I’ve never told you how I made my living that summer—not the whole sordid truth. I told you I worked in the medical field, in “administration,” which is technically correct. But the field of medicine I worked in, Mrs. Haven, was the care of the elderly, and what I typically administered was a mineral colonic, followed by a cup of Metamucil tea.

The Xanthia T. Lasdun Memorial Ocean-View Manor & Garden was a thirty-six-chambered assisted-living facility in Bensonhurst, with that bleary, nicotine-stained shabbiness every neo-Tudor building in the world seems to exude. Its garden, as far as I could determine, was the condom-festooned median of lower Bay Parkway, and its ocean was the droning, alluvial parkway itself. I loved it there, Mrs. Haven, a fact I’ve never managed to explain. I worked at the Xanthia four days out of seven—more often than that, if I picked up some shifts—making beds and boiling catheters and playing endless games of Mastermind and Risk. My most frequent opponent was Abel Palladian, of the Bushwick Palladians: interregnum-period history buff, chocolate milk addict, and bona fide duration fetishist—the first outside of my family that I’d met.

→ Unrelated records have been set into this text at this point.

// ─────────────────────────────────────────────────────────────────────
// SCPN Fusion Core — RZ Fourier Surface
// © 1998–2026 Miroslav Šotek. All rights reserved.
// Contact: www.anulum.li | protoscience@anulum.li
// ORCID: https://orcid.org/0009-0009-3560-0851
// License: GNU AGPL v3 | Commercial licensing available
// ─────────────────────────────────────────────────────────────────────
//! Boundary given by a double Fourier series in cylindrical coordinates.
//!
//! R(θ, φ) = Σ rc cos(mθ − nfp·nφ) + rs sin(mθ − nfp·nφ), Z likewise with
//! zc/zs; m in 0..=mpol, n in −ntor..=ntor. Coefficient arrays are indexed
//! `[m, n + ntor]`.

use crate::surface::{
    normal_from_tangents, quadpoints_phi, quadpoints_theta, validate_quadpoints, QuadRange,
    ToroidalSurface,
};
use magnet_types::error::{MagnetError, MagnetResult};
use ndarray::{Array2, Array3};
use std::f64::consts::PI;

#[derive(Debug, Clone, Copy)]
enum Coefficient {
    Rc,
    Rs,
    Zc,
    Zs,
}

#[derive(Debug, Clone)]
pub struct SurfaceRZFourier {
    nfp: usize,
    stellsym: bool,
    mpol: usize,
    ntor: usize,
    rc: Array2<f64>,
    rs: Array2<f64>,
    zc: Array2<f64>,
    zs: Array2<f64>,
    quadpoints_phi: Vec<f64>,
    quadpoints_theta: Vec<f64>,
}

/// Values and quadpoint derivatives of R and Z at one (φ, θ) sample.
struct RzSample {
    r: f64,
    z: f64,
    r_phi: f64,
    z_phi: f64,
    r_theta: f64,
    z_theta: f64,
}

impl SurfaceRZFourier {
    pub fn new(
        nfp: usize,
        stellsym: bool,
        mpol: usize,
        ntor: usize,
        range: QuadRange,
        nphi: usize,
        ntheta: usize,
    ) -> MagnetResult<Self> {
        Self::with_quadpoints(
            nfp,
            stellsym,
            mpol,
            ntor,
            quadpoints_phi(range, nfp, nphi),
            quadpoints_theta(ntheta),
        )
    }

    pub fn with_quadpoints(
        nfp: usize,
        stellsym: bool,
        mpol: usize,
        ntor: usize,
        quadpoints_phi: Vec<f64>,
        quadpoints_theta: Vec<f64>,
    ) -> MagnetResult<Self> {
        if nfp == 0 {
            return Err(MagnetError::ConfigError(
                "surface nfp must be >= 1".to_string(),
            ));
        }
        validate_quadpoints(&quadpoints_phi, &quadpoints_theta)?;
        let shape = (mpol + 1, 2 * ntor + 1);
        Ok(Self {
            nfp,
            stellsym,
            mpol,
            ntor,
            rc: Array2::zeros(shape),
            rs: Array2::zeros(shape),
            zc: Array2::zeros(shape),
            zs: Array2::zeros(shape),
            quadpoints_phi,
            quadpoints_theta,
        })
    }

    /// Circular-cross-section torus R = R0 + a cos θ, Z = a sin θ.
    pub fn torus(
        major_radius: f64,
        minor_radius: f64,
        nfp: usize,
        range: QuadRange,
        nphi: usize,
        ntheta: usize,
    ) -> MagnetResult<Self> {
        if !major_radius.is_finite() || !minor_radius.is_finite() || minor_radius <= 0.0 {
            return Err(MagnetError::ConfigError(format!(
                "torus radii must be finite with minor > 0, got R0={major_radius} a={minor_radius}"
            )));
        }
        if minor_radius >= major_radius {
            return Err(MagnetError::ConfigError(format!(
                "torus minor radius {minor_radius} must be below major radius {major_radius}"
            )));
        }
        let mut surf = Self::new(nfp, true, 1, 0, range, nphi, ntheta)?;
        surf.set_rc(0, 0, major_radius)?;
        surf.set_rc(1, 0, minor_radius)?;
        surf.set_zs(1, 0, minor_radius)?;
        Ok(surf)
    }

    /// Same coefficients evaluated on new quadrature points.
    pub fn resampled(
        &self,
        quadpoints_phi: Vec<f64>,
        quadpoints_theta: Vec<f64>,
    ) -> MagnetResult<Self> {
        validate_quadpoints(&quadpoints_phi, &quadpoints_theta)?;
        Ok(Self {
            quadpoints_phi,
            quadpoints_theta,
            ..self.clone()
        })
    }

    pub fn mpol(&self) -> usize {
        self.mpol
    }

    pub fn ntor(&self) -> usize {
        self.ntor
    }

    pub fn stellsym(&self) -> bool {
        self.stellsym
    }

    pub fn major_radius(&self) -> f64 {
        self.rc[[0, self.ntor]]
    }

    fn index(&self, m: usize, n: i32) -> MagnetResult<(usize, usize)> {
        if m > self.mpol || n.unsigned_abs() as usize > self.ntor {
            return Err(MagnetError::ConfigError(format!(
                "mode (m={m}, n={n}) outside mpol={} ntor={}",
                self.mpol, self.ntor
            )));
        }
        Ok((m, (n + self.ntor as i32) as usize))
    }

    fn set(&mut self, which: Coefficient, m: usize, n: i32, value: f64) -> MagnetResult<()> {
        if !value.is_finite() {
            return Err(MagnetError::ConfigError(format!(
                "{which:?}(m={m}, n={n}) must be finite"
            )));
        }
        let idx = self.index(m, n)?;
        if self.stellsym && matches!(which, Coefficient::Rs | Coefficient::Zc) && value != 0.0 {
            self.stellsym = false;
        }
        let target = match which {
            Coefficient::Rc => &mut self.rc,
            Coefficient::Rs => &mut self.rs,
            Coefficient::Zc => &mut self.zc,
            Coefficient::Zs => &mut self.zs,
        };
        target[idx] = value;
        Ok(())
    }

    pub fn set_rc(&mut self, m: usize, n: i32, value: f64) -> MagnetResult<()> {
        self.set(Coefficient::Rc, m, n, value)
    }

    pub fn set_rs(&mut self, m: usize, n: i32, value: f64) -> MagnetResult<()> {
        self.set(Coefficient::Rs, m, n, value)
    }

    pub fn set_zc(&mut self, m: usize, n: i32, value: f64) -> MagnetResult<()> {
        self.set(Coefficient::Zc, m, n, value)
    }

    pub fn set_zs(&mut self, m: usize, n: i32, value: f64) -> MagnetResult<()> {
        self.set(Coefficient::Zs, m, n, value)
    }

    pub fn get_rc(&self, m: usize, n: i32) -> MagnetResult<f64> {
        Ok(self.rc[self.index(m, n)?])
    }

    pub fn get_zs(&self, m: usize, n: i32) -> MagnetResult<f64> {
        Ok(self.zs[self.index(m, n)?])
    }

    fn sample(&self, phi: f64, theta: f64) -> RzSample {
        let mut s = RzSample {
            r: 0.0,
            z: 0.0,
            r_phi: 0.0,
            z_phi: 0.0,
            r_theta: 0.0,
            z_theta: 0.0,
        };
        let nfp = self.nfp as f64;
        for m in 0..=self.mpol {
            for col in 0..(2 * self.ntor + 1) {
                let n = col as f64 - self.ntor as f64;
                let (rc, rs) = (self.rc[[m, col]], self.rs[[m, col]]);
                let (zc, zs) = (self.zc[[m, col]], self.zs[[m, col]]);
                if rc == 0.0 && rs == 0.0 && zc == 0.0 && zs == 0.0 {
                    continue;
                }
                let arg = 2.0 * PI * (m as f64 * theta - nfp * n * phi);
                let (sin_a, cos_a) = arg.sin_cos();
                let darg_dphi = -2.0 * PI * nfp * n;
                let darg_dtheta = 2.0 * PI * m as f64;
                let dr = -rc * sin_a + rs * cos_a;
                let dz = -zc * sin_a + zs * cos_a;
                s.r += rc * cos_a + rs * sin_a;
                s.z += zc * cos_a + zs * sin_a;
                s.r_phi += dr * darg_dphi;
                s.z_phi += dz * darg_dphi;
                s.r_theta += dr * darg_dtheta;
                s.z_theta += dz * darg_dtheta;
            }
        }
        s
    }

    fn fill<F>(&self, f: F) -> Array3<f64>
    where
        F: Fn(&RzSample, f64) -> [f64; 3],
    {
        let (nphi, ntheta) = (self.quadpoints_phi.len(), self.quadpoints_theta.len());
        let mut out = Array3::zeros((nphi, ntheta, 3));
        for (i, &phi) in self.quadpoints_phi.iter().enumerate() {
            for (j, &theta) in self.quadpoints_theta.iter().enumerate() {
                let v = f(&self.sample(phi, theta), 2.0 * PI * phi);
                for c in 0..3 {
                    out[[i, j, c]] = v[c];
                }
            }
        }
        out
    }
}

impl ToroidalSurface for SurfaceRZFourier {
    fn nfp(&self) -> usize {
        self.nfp
    }

    fn quadpoints_phi(&self) -> &[f64] {
        &self.quadpoints_phi
    }

    fn quadpoints_theta(&self) -> &[f64] {
        &self.quadpoints_theta
    }

    fn gamma(&self) -> Array3<f64> {
        self.fill(|s, angle| {
            let (sin_p, cos_p) = angle.sin_cos();
            [s.r * cos_p, s.r * sin_p, s.z]
        })
    }

    fn normal(&self) -> Array3<f64> {
        self.fill(|s, angle| {
            let (sin_p, cos_p) = angle.sin_cos();
            let d_phi = [
                s.r_phi * cos_p - 2.0 * PI * s.r * sin_p,
                s.r_phi * sin_p + 2.0 * PI * s.r * cos_p,
                s.z_phi,
            ];
            let d_theta = [s.r_theta * cos_p, s.r_theta * sin_p, s.z_theta];
            normal_from_tangents(d_phi, d_theta)
        })
    }
}

#[cfg(test)]
mod tests {
    use super::*;

    #[test]
    fn test_torus_gamma_on_circle() {
        let surf = SurfaceRZFourier::torus(2.0, 0.5, 1, QuadRange::FullTorus, 4, 8).unwrap();
        let g = surf.gamma();
        // φ = 0 slice lies in the x-z half plane.
        for j in 0..8 {
            assert!(g[[0, j, 1]].abs() < 1e-14);
            let rho = (g[[0, j, 0]] - 2.0).hypot(g[[0, j, 2]]);
            assert!((rho - 0.5).abs() < 1e-14);
        }
    }

    #[test]
    fn test_normal_points_outward() {
        let surf = SurfaceRZFourier::torus(1.0, 0.2, 1, QuadRange::FullTorus, 6, 10).unwrap();
        let g = surf.gamma();
        let n = surf.unitnormal();
        for i in 0..6 {
            for j in 0..10 {
                let r = g[[i, j, 0]].hypot(g[[i, j, 1]]);
                let phi = g[[i, j, 1]].atan2(g[[i, j, 0]]);
                // Outward direction from the magnetic axis in the slice plane.
                let out = [(r - 1.0) * phi.cos(), (r - 1.0) * phi.sin(), g[[i, j, 2]]];
                let dot = out[0] * n[[i, j, 0]] + out[1] * n[[i, j, 1]] + out[2] * n[[i, j, 2]];
                assert!((dot - 0.2).abs() < 1e-12, "dot = {dot} at ({i}, {j})");
            }
        }
    }

    #[test]
    fn test_rotating_ellipse_normal_matches_finite_difference() {
        let mut surf =
            SurfaceRZFourier::new(3, true, 1, 1, QuadRange::FieldPeriod, 5, 7).unwrap();
        surf.set_rc(0, 0, 1.0).unwrap();
        surf.set_rc(1, 0, 0.15).unwrap();
        surf.set_zs(1, 0, 0.1).unwrap();
        surf.set_rc(1, 1, 0.04).unwrap();
        surf.set_zs(1, 1, 0.03).unwrap();
        let n = surf.normal();

        let (i, j) = (2, 3);
        let (phi, theta) = (surf.quadpoints_phi()[i], surf.quadpoints_theta()[j]);
        let h = 1e-6;
        let point = |p: f64, t: f64| {
            let probe = surf.resampled(vec![p, p + 0.5], vec![t, t + 0.5]).unwrap();
            let g = probe.gamma();
            [g[[0, 0, 0]], g[[0, 0, 1]], g[[0, 0, 2]]]
        };
        let fd = |a: [f64; 3], b: [f64; 3]| {
            [(a[0] - b[0]) / (2.0 * h), (a[1] - b[1]) / (2.0 * h), (a[2] - b[2]) / (2.0 * h)]
        };
        let d_phi = fd(point(phi + h, theta), point(phi - h, theta));
        let d_theta = fd(point(phi, theta + h), point(phi, theta - h));
        let expected = normal_from_tangents(d_phi, d_theta);
        for c in 0..3 {
            assert!(
                (n[[i, j, c]] - expected[c]).abs() < 1e-5 * (1.0 + expected[c].abs()),
                "component {c}: {} vs {}",
                n[[i, j, c]],
                expected[c]
            );
        }
    }

    #[test]
    fn test_out_of_range_mode_rejected() {
        let mut surf = SurfaceRZFourier::new(1, true, 2, 1, QuadRange::FullTorus, 4, 4).unwrap();
        assert!(surf.set_rc(3, 0, 1.0).is_err());
        assert!(surf.set_zs(1, -2, 1.0).is_err());
        assert!(surf.set_rs(1, -1, 0.1).is_ok());
        assert!(!surf.stellsym());
        surf.set_zs(1, 1, 0.02).unwrap();
        assert_eq!(surf.get_zs(1, 1).unwrap(), 0.02);
        assert_eq!(surf.get_rc(0, 0).unwrap(), 0.0);
        assert!(surf.get_rc(0, 2).is_err());
    }

    #[test]
    fn test_degenerate_torus_rejected() {
        assert!(SurfaceRZFourier::torus(1.0, 1.5, 1, QuadRange::FullTorus, 4, 4).is_err());
        assert!(SurfaceRZFourier::torus(1.0, 0.1, 1, QuadRange::FullTorus, 1, 4).is_err());
    }
}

Abel most likely had some mild neurological disorder—something like Asperger’s syndrome, but with a lower media profile—and the years had not been kind. What he suffered from most, however, was garden-variety loneliness: what some long-forgotten joker on the staff had christened Lasdun’s xanthoma. I’d no sooner introduced myself during salad hour in the Montmartre Lounge than he launched himself full-bore into his passion. My first thought was that he could smell it coming off me: the obsession my aunts had devoted their lives to, that my father had spent half a century resisting, and that I’d come to New York to extinguish at last. Later I found out that everyone got the same spiel.

He started with the life spans of the fishes.

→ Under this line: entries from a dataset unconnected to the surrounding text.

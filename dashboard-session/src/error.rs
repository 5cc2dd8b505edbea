//! Error types for session operations
//!
//! These cover the session lifecycle: restoring a persisted session,
//! requiring an authenticated subject, and permission denials raised while
//! gating a mutation.

use dashboard_rbac::RbacError;
use thiserror::Error;

use crate::config::ConfigError;

/// Session error types.
#[derive(Debug, Error)]
pub enum SessionError {
    /// No subject is logged in
    #[error("Not authenticated")]
    NotAuthenticated,

    /// Nothing was persisted to restore from
    #[error("No persisted session")]
    Missing,

    /// Persisted session could not be read
    #[error("Invalid persisted session: {0}")]
    InvalidPersistedSession(String),

    /// Persisted session is older than the configured maximum age
    #[error("Session expired after {age_secs}s")]
    Expired {
        /// Age of the persisted session in seconds.
        age_secs: i64,
    },

    /// Session could not be serialized
    #[error("Serialization error: {0}")]
    Serialization(String),

    /// Configuration error
    #[error(transparent)]
    Config(#[from] ConfigError),

    /// Authorization error
    #[error(transparent)]
    Rbac(#[from] RbacError),
}

/// Result type for session operations.
pub type SessionResult<T> = Result<T, SessionError>;

impl SessionError {
    /// Check if this error should be logged at error level.
    ///
    /// Expired or missing sessions and denials are expected during normal
    /// use.
    pub fn is_server_error(&self) -> bool {
        matches!(self, SessionError::Serialization(_) | SessionError::Config(_))
    }

    /// Check if this error requires the user to log in again.
    pub fn requires_login(&self) -> bool {
        matches!(
            self,
            SessionError::NotAuthenticated
                | SessionError::Missing
                | SessionError::InvalidPersistedSession(_)
                | SessionError::Expired { .. }
        )
    }

    /// Get HTTP status code for this error.
    pub fn status_code(&self) -> u16 {
        match self {
            SessionError::NotAuthenticated
            | SessionError::Missing
            | SessionError::InvalidPersistedSession(_)
            | SessionError::Expired { .. } => 401,

            SessionError::Rbac(e) => e.status_code(),

            SessionError::Serialization(_) | SessionError::Config(_) => 500,
        }
    }

    /// Get error code for API responses.
    pub fn error_code(&self) -> &'static str {
        match self {
            SessionError::NotAuthenticated => "NOT_AUTHENTICATED",
            SessionError::Missing => "SESSION_MISSING",
            SessionError::InvalidPersistedSession(_) => "SESSION_INVALID",
            SessionError::Expired { .. } => "SESSION_EXPIRED",
            SessionError::Serialization(_) => "SERIALIZATION_ERROR",
            SessionError::Config(_) => "CONFIG_ERROR",
            SessionError::Rbac(e) => e.error_code(),
        }
    }
}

“Haddock are found in deeper Atlantic waters than their relatives the cod, but they share the same life span: roughly fourteen years.”

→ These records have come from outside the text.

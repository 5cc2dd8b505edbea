//! Error types for authorization operations
//!
//! The decision function [`crate::can`] never fails. These errors cover the
//! fallible edges around it: parsing identifiers received as strings and
//! turning a denial into a typed rejection before a mutation is dispatched.

use thiserror::Error;

use crate::actions::Action;
use crate::resources::ResourceType;
use crate::roles::Role;

/// Authorization error types.
#[derive(Debug, Clone, PartialEq, Eq, Error)]
pub enum RbacError {
    /// Role string is not one of admin, manager, user
    #[error("Unknown role: {0}")]
    UnknownRole(String),

    /// Action string is not a recognized operation
    #[error("Unknown action: {0}")]
    UnknownAction(String),

    /// Resource string is not a recognized resource type
    #[error("Unknown resource: {0}")]
    UnknownResource(String),

    /// Subject is not permitted to perform the action
    #[error("Forbidden: {role} {subject_id} may not {action} {resource}")]
    Forbidden {
        /// Identifier of the acting subject.
        subject_id: String,
        /// Role of the acting subject.
        role: Role,
        /// Requested action.
        action: Action,
        /// Resource kind of the target, if one was supplied.
        resource: ResourceLabel,
    },
}

/// Result type for authorization operations.
pub type RbacResult<T> = Result<T, RbacError>;

/// Resource kind named in a [`RbacError::Forbidden`] message.
#[derive(Debug, Clone, Copy, PartialEq, Eq)]
pub enum ResourceLabel {
    /// A specific resource kind.
    Known(ResourceType),
    /// No target was supplied with the request.
    Unspecified,
}

impl std::fmt::Display for ResourceLabel {
    fn fmt(&self, f: &mut std::fmt::Formatter<'_>) -> std::fmt::Result {
        match self {
            ResourceLabel::Known(resource) => write!(f, "{}", resource),
            ResourceLabel::Unspecified => f.write_str("an unspecified target"),
        }
    }
}

impl From<Option<ResourceType>> for ResourceLabel {
    fn from(resource: Option<ResourceType>) -> Self {
        resource.map_or(ResourceLabel::Unspecified, ResourceLabel::Known)
    }
}

impl RbacError {
    /// Check if this error is a permission denial.
    pub fn is_forbidden(&self) -> bool {
        matches!(self, RbacError::Forbidden { .. })
    }

    /// Get HTTP status code for this error.
    pub fn status_code(&self) -> u16 {
        match self {
            RbacError::UnknownRole(_)
            | RbacError::UnknownAction(_)
            | RbacError::UnknownResource(_) => 400,

            RbacError::Forbidden { .. } => 403,
        }
    }

    /// Get error code for API responses.
    pub fn error_code(&self) -> &'static str {
        match self {
            RbacError::UnknownRole(_) => "UNKNOWN_ROLE",
            RbacError::UnknownAction(_) => "UNKNOWN_ACTION",
            RbacError::UnknownResource(_) => "UNKNOWN_RESOURCE",
            RbacError::Forbidden { .. } => "FORBIDDEN",
        }
    }
}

“All right, Mr. Palladian. That’s a good thing to know.”

“What about the goby, Mr. Tolliver? Are you familiar?”

“I’m not, actually. Is that like a guppy?”

Palladian waved this aside. “The goby ranks among the shortest-lived animals of the vertebrate class. A goby is born, reproduces, and dies all within a single calendar year.”

“That’s fascinating. I’ve always wondered—”

“Sturgeons, now,” Palladian announced.

“I’m afraid I don’t—”

“The record for sturgeon longevity belongs to a thirteen-foot beluga that weighed one metric ton and was judged to be eighty-two years of age. A freshwater sturgeon caught in Lake Baikal in 1953, however, was believed by some ichthyologists to have attained a duration of one hundred and fifty years.”

The line was forming for the salad bar, but Palladian ignored it. He appeared to be in a fugue state of some kind.

“Trout?” I said.

“The life expectancy for a rainbow trout falls between seven and eleven years, depending on locality and species. Brook trout, the finest at table, thrive best in cold waters. In some Canadian lakes they live up to ten years, while elsewhere six years is considered senescent.”

“Good thing we’re not trout.”

Palladian’s eyes drifted back into focus. “One brook trout in captivity,” he said with a smile, as though I’d somehow played into his hands, “lived to seventeen years and twenty-seven days.”

We progressed, over time, from animate to inanimate forms: from earthworms (ten years max) to shallots (sixty to ninety days in a well-maintained fridge) to casino playing cards (two to five hours of regulation play) to the Milky Way galaxy (forty billion years, give or take). Once Stratego season started in earnest (each board game had its season at the Xanthia—Stratego in the summer, Scrabble in the fall, Monopoly through the winter, Risk sometime around Lent), the tenor of our talks shifted. We’d lost quite a few Xanthians during the recent heat wave, and I had more leisure time for a while. Incrementally, centripetally, our conversation drifted toward the personal.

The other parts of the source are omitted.